About this exercise
Every line containing "Some" should be copied out. Go through the entries and find them.
━━ Records for this task
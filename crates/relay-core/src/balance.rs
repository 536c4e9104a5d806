//! Balance monitor for the account paying destination fees.
//!
//! Reads the balance at the latest destination block, stores it for status
//! queries and raises one alert when it falls below the configured minimum.
//! The alert is raised again only after the balance has recovered in between.

use crate::ALERT_TARGET;
use relay_chain::{ChainConnection, ChainError};
use relay_storage::StorageService;
use relay_types::{Address, BalanceRecord, BlockTag, U256};
use std::sync::Arc;
use std::time::Duration;
use thiserror::Error;
use tokio_util::sync::CancellationToken;

#[derive(Debug, Error)]
pub enum BalanceError {
	#[error(transparent)]
	Chain(#[from] ChainError),
	#[error("Failed to store balance: {0}")]
	Storage(#[from] relay_storage::StorageError),
}

pub struct BalanceMonitor {
	chain: String,
	connection: Arc<dyn ChainConnection>,
	account: Address,
	storage: Arc<StorageService>,
	min_balance: Option<U256>,
	interval: Duration,
	alerted: bool,
}

impl BalanceMonitor {
	pub fn new(
		chain: impl Into<String>,
		connection: Arc<dyn ChainConnection>,
		account: Address,
		storage: Arc<StorageService>,
		interval: Duration,
	) -> Self {
		Self {
			chain: chain.into(),
			connection,
			account,
			storage,
			min_balance: None,
			interval,
			alerted: false,
		}
	}

	pub fn with_min_balance(mut self, min_balance: Option<U256>) -> Self {
		self.min_balance = min_balance;
		self
	}

	/// Reads, stores and checks the balance once.
	pub async fn check_once(&mut self) -> Result<BalanceRecord, BalanceError> {
		let block_number = self.connection.get_block_number().await?;
		let balance = self
			.connection
			.get_balance(self.account, BlockTag::Number(block_number))
			.await?;
		let record = BalanceRecord {
			account: self.account,
			balance,
			block_number,
		};
		self.storage.store_balance(&self.chain, &record).await?;

		match self.min_balance {
			Some(min) if balance < min => {
				if !self.alerted {
					tracing::error!(
						target: ALERT_TARGET,
						chain = %self.chain,
						account = %self.account,
						%balance,
						%min,
						"Relayer balance low"
					);
					self.alerted = true;
				}
			},
			_ => {
				if self.alerted {
					tracing::info!(chain = %self.chain, account = %self.account, %balance, "Relayer balance recovered");
				}
				self.alerted = false;
			},
		}
		Ok(record)
	}

	/// Whether the last read was below the minimum.
	pub fn is_low(&self) -> bool {
		self.alerted
	}

	/// Polls until cancelled. Failed reads are logged and retried on the next
	/// tick.
	pub async fn run(mut self, cancel: CancellationToken) {
		let mut interval = tokio::time::interval(self.interval);
		loop {
			tokio::select! {
				_ = cancel.cancelled() => break,
				_ = interval.tick() => {},
			}
			if let Err(e) = self.check_once().await {
				tracing::warn!(chain = %self.chain, error = %e, "Balance check failed");
			}
		}
	}
}

#[cfg(test)]
mod tests {
	use super::*;
	use relay_chain::testing::MockConnection;
	use relay_storage::implementations::memory::MemoryStorage;

	fn monitor(conn: Arc<MockConnection>, storage: Arc<StorageService>) -> BalanceMonitor {
		BalanceMonitor::new(
			"destination",
			conn,
			Address::repeat_byte(0x0b),
			storage,
			Duration::from_secs(60),
		)
		.with_min_balance(Some(U256::from(100u64)))
	}

	#[tokio::test]
	async fn test_balance_is_stored_with_its_block() {
		let conn = Arc::new(MockConnection::new("destination"));
		conn.set_block_number(42);
		conn.set_balance(U256::from(500u64));
		let storage = Arc::new(StorageService::new(Box::new(MemoryStorage::new())));

		let record = monitor(conn, storage.clone()).check_once().await.unwrap();
		assert_eq!(record.block_number, 42);
		assert_eq!(record.balance, U256::from(500u64));
		assert_eq!(storage.load_balance("destination").await.unwrap(), Some(record));
	}

	#[tokio::test]
	async fn test_low_balance_alert_resets_after_recovery() {
		let conn = Arc::new(MockConnection::new("destination"));
		conn.set_block_number(1);
		let storage = Arc::new(StorageService::new(Box::new(MemoryStorage::new())));
		let mut monitor = monitor(conn.clone(), storage);

		conn.set_balance(U256::from(99u64));
		monitor.check_once().await.unwrap();
		assert!(monitor.is_low());
		monitor.check_once().await.unwrap();
		assert!(monitor.is_low());

		conn.set_balance(U256::from(100u64));
		monitor.check_once().await.unwrap();
		assert!(!monitor.is_low());
	}

	#[tokio::test]
	async fn test_without_minimum_never_low() {
		let conn = Arc::new(MockConnection::new("destination"));
		conn.set_block_number(1);
		let storage = Arc::new(StorageService::new(Box::new(MemoryStorage::new())));
		let mut monitor = monitor(conn, storage).with_min_balance(None);
		monitor.check_once().await.unwrap();
		assert!(!monitor.is_low());
	}

	#[tokio::test]
	async fn test_unreachable_node_stores_nothing() {
		let conn = Arc::new(MockConnection::new("destination"));
		conn.set_failing(true);
		let storage = Arc::new(StorageService::new(Box::new(MemoryStorage::new())));
		let mut monitor = monitor(conn, storage.clone());
		assert!(matches!(monitor.check_once().await, Err(BalanceError::Chain(_))));
		assert!(storage.load_balance("destination").await.unwrap().is_none());
	}
}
━━━━
Solution to the exercise
			Some(min) if balance < min => {
		.with_min_balance(Some(U256::from(100u64)))
		assert_eq!(storage.load_balance("destination").await.unwrap(), Some(record));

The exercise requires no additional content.